# Task statement
Every line of the records below that holds the word "BatchRequest" should be copied out.

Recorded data
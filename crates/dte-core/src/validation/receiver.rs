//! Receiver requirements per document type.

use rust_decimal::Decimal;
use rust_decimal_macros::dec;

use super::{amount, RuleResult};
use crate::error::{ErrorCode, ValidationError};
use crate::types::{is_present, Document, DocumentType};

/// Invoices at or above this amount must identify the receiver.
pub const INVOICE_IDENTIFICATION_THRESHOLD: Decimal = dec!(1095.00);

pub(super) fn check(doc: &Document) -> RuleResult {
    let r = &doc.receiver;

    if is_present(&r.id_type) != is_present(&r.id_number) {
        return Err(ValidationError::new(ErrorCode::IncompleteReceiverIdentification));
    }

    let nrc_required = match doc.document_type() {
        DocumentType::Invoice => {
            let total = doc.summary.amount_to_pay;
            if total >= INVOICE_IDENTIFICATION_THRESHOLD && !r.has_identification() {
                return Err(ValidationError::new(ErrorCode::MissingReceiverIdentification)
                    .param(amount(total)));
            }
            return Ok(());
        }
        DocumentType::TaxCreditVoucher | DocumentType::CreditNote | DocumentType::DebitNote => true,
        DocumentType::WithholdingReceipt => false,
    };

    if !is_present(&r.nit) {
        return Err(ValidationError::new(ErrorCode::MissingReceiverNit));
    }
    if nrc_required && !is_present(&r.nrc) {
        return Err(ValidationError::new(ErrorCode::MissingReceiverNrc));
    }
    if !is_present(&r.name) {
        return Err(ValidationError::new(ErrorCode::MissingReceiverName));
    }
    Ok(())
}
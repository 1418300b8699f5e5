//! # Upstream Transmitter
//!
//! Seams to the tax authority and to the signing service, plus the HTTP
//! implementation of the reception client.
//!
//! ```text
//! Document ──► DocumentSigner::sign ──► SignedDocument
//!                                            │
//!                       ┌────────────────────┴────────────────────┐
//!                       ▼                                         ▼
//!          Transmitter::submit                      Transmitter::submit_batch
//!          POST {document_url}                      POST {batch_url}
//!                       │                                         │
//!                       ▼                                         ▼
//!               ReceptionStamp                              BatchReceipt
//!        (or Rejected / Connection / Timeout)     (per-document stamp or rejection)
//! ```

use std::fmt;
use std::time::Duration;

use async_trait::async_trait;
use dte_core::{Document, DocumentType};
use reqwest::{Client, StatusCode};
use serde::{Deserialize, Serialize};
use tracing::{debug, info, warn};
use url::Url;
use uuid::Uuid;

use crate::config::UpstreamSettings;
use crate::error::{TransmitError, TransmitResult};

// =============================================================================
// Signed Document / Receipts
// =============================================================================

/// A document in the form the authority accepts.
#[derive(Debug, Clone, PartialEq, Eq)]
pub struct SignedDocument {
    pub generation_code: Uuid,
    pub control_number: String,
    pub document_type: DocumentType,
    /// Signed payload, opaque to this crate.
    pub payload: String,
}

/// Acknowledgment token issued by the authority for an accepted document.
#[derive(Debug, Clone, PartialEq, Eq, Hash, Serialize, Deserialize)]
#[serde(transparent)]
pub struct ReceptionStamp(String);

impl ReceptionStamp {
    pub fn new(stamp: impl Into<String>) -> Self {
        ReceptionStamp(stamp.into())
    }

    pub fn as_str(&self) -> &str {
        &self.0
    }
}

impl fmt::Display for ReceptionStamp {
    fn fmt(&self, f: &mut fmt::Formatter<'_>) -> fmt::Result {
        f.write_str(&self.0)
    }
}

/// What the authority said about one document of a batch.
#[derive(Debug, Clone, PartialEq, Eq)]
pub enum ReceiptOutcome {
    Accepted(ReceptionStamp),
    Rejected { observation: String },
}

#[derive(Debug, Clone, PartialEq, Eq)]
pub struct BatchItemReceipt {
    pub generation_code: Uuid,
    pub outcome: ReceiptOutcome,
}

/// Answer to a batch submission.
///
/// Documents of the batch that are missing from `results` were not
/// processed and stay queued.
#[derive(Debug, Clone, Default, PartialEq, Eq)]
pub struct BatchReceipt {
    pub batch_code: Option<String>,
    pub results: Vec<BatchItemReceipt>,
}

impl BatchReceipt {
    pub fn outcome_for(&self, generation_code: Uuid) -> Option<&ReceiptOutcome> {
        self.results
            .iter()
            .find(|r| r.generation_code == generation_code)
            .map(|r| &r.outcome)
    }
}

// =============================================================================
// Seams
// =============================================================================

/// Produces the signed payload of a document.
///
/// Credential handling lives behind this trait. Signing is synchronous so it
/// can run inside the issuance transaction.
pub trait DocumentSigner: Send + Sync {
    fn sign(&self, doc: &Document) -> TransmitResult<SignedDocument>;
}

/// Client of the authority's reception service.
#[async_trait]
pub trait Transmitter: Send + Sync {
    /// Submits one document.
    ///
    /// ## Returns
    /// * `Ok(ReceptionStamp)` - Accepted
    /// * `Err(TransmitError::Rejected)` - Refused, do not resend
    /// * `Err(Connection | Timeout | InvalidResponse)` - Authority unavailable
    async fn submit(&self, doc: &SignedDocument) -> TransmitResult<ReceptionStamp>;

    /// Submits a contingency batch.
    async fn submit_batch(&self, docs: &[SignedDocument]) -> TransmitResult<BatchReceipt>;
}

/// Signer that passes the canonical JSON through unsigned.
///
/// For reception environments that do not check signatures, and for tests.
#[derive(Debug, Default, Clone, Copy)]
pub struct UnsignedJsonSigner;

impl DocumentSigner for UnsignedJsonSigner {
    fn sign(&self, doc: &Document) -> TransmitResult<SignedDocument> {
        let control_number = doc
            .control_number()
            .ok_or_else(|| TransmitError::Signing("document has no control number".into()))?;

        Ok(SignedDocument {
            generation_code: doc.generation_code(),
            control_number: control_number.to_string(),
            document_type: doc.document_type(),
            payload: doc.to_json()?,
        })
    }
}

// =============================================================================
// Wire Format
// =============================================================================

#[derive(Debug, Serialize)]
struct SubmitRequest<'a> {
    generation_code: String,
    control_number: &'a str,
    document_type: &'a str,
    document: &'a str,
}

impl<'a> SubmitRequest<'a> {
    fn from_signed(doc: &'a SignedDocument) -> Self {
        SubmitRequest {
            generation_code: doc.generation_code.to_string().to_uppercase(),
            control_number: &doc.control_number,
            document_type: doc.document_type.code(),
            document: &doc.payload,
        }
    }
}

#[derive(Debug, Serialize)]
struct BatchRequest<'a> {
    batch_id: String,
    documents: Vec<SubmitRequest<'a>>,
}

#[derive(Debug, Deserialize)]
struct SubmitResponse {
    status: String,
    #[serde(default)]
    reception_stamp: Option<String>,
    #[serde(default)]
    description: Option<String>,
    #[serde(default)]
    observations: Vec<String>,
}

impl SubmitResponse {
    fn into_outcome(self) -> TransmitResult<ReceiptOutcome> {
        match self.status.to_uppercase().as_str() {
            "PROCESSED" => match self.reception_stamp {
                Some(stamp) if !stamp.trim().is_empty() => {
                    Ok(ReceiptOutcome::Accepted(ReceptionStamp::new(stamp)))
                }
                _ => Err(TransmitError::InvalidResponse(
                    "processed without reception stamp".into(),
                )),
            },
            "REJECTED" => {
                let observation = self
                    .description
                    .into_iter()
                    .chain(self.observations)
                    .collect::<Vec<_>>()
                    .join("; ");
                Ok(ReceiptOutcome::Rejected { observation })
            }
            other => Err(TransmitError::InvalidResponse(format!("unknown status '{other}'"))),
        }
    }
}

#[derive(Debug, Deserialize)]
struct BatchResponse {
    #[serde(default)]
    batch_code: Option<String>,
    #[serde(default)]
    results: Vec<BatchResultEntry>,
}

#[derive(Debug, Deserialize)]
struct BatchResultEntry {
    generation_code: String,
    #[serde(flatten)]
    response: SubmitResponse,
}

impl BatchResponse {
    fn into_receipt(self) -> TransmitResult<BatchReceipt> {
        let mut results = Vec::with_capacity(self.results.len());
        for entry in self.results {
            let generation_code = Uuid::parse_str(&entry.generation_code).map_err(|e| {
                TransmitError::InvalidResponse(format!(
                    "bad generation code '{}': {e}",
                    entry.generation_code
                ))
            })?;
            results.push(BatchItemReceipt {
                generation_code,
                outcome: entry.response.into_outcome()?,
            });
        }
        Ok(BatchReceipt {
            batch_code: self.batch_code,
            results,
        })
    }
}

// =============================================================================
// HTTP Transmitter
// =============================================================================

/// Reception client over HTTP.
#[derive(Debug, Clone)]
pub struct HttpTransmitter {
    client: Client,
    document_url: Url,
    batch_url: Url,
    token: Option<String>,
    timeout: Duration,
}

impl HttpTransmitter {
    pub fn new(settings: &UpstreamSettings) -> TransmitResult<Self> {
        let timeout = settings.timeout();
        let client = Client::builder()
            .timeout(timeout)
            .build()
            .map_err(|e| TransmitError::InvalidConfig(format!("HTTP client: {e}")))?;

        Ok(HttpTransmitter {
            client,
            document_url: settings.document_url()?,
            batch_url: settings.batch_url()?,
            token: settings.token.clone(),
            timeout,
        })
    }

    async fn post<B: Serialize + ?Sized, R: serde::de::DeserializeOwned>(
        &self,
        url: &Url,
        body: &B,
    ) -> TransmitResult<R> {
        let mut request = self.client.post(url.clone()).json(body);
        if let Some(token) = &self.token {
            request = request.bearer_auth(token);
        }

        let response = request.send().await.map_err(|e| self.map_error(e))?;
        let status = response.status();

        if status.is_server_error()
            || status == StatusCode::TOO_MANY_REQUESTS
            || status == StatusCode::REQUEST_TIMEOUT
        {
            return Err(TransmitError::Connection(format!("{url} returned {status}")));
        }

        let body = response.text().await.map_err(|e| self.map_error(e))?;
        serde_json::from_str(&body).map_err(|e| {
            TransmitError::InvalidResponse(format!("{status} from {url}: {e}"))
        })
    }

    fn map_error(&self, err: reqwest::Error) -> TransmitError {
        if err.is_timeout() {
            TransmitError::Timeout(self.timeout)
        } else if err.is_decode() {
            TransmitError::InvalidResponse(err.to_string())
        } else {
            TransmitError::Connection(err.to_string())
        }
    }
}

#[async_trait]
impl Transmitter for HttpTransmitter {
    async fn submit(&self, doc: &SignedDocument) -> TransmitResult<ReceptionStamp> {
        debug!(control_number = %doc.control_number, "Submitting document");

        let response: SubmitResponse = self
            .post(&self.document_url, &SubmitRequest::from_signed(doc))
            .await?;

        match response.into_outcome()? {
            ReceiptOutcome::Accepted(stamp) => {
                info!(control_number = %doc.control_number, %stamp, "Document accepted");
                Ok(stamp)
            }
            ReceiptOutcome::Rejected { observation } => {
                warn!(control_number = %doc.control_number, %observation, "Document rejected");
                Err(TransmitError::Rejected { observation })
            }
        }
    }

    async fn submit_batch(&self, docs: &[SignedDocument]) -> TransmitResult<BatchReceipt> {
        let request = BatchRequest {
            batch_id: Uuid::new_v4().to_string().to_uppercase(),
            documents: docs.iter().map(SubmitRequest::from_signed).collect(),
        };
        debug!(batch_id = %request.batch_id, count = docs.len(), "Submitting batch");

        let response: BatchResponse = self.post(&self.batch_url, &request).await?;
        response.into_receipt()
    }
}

# Solution
struct BatchRequest<'a> {
        let request = BatchRequest {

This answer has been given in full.